▶ _Problem to work on_
Each line of the data that includes "serde" must be copied.

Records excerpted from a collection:

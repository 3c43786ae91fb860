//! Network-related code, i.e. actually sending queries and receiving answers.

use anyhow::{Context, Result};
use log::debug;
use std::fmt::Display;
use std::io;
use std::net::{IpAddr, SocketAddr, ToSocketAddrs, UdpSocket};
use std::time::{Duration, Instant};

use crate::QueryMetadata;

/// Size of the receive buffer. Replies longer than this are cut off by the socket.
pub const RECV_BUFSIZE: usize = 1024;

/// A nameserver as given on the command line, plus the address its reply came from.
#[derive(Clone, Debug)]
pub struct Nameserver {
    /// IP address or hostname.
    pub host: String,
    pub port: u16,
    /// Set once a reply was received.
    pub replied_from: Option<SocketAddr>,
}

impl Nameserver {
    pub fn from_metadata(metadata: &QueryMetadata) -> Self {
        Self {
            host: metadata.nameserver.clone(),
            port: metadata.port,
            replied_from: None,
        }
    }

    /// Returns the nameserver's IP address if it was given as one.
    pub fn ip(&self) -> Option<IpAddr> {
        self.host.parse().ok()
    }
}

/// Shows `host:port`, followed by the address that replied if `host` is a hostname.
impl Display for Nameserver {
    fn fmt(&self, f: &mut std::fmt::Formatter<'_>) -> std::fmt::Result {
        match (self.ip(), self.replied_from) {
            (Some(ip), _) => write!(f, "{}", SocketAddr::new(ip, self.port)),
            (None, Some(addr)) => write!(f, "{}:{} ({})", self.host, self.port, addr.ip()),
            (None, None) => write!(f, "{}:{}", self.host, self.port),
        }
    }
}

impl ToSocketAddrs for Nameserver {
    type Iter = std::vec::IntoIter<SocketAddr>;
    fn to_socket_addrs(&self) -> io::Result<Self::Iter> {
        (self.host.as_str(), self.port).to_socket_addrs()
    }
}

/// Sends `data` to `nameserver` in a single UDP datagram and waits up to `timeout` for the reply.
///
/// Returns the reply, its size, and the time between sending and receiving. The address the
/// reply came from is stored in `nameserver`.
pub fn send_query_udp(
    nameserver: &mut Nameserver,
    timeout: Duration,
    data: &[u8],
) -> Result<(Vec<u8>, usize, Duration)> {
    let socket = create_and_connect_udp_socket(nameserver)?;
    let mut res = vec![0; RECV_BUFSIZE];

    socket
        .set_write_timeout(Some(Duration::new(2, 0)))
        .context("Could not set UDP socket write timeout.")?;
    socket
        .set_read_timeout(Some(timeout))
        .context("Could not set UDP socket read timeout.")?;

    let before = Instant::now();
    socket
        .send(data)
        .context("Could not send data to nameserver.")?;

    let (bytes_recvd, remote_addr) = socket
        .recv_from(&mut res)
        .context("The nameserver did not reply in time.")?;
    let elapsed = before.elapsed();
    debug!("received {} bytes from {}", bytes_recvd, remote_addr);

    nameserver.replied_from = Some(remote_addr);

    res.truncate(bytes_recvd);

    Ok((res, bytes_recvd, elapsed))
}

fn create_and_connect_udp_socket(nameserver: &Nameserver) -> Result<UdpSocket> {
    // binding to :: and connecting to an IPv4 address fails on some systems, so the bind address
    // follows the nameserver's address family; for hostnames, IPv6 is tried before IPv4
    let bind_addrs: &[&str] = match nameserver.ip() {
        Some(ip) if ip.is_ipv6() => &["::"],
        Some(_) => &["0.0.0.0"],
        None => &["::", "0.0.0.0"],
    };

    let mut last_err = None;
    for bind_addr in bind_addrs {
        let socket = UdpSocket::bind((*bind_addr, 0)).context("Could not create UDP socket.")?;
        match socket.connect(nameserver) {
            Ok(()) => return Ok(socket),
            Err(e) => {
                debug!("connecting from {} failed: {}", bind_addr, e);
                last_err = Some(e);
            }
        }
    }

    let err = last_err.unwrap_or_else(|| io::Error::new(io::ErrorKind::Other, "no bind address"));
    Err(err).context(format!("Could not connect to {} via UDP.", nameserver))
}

* * *

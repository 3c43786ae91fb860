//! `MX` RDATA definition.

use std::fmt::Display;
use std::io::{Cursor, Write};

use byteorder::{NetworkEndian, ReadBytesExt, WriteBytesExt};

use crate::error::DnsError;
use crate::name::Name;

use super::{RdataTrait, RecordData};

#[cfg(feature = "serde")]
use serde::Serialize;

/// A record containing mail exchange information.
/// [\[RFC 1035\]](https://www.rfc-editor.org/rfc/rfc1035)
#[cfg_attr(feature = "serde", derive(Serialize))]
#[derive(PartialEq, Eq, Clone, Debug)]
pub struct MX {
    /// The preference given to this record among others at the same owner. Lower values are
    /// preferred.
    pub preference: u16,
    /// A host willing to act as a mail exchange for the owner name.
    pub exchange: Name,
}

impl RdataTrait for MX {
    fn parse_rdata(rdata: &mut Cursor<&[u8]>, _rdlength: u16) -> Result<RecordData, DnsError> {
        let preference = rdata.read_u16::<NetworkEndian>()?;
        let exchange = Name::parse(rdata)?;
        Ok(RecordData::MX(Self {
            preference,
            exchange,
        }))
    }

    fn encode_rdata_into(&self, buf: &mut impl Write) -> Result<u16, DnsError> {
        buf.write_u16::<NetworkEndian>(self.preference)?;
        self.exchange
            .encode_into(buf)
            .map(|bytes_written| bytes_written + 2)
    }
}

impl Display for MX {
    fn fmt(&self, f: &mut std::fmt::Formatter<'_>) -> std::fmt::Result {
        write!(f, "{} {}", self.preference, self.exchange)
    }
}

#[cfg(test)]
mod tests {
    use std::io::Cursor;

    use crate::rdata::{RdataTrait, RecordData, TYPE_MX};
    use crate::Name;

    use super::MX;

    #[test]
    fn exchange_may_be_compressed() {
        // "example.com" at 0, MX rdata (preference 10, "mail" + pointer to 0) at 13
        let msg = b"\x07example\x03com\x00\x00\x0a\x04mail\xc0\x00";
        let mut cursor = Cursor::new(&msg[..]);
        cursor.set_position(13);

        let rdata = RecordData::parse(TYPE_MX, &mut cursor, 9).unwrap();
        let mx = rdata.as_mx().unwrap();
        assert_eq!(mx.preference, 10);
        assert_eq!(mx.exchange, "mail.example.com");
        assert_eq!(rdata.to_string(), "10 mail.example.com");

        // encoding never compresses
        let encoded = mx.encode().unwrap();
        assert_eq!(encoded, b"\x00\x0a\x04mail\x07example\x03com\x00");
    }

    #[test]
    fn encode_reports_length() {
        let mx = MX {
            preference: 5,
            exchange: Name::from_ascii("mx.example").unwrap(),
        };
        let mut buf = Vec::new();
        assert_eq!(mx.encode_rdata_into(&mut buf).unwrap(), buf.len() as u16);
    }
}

▶ _Solution_
#[cfg(feature = "serde")]
use serde::Serialize;
#[cfg_attr(feature = "serde", derive(Serialize))]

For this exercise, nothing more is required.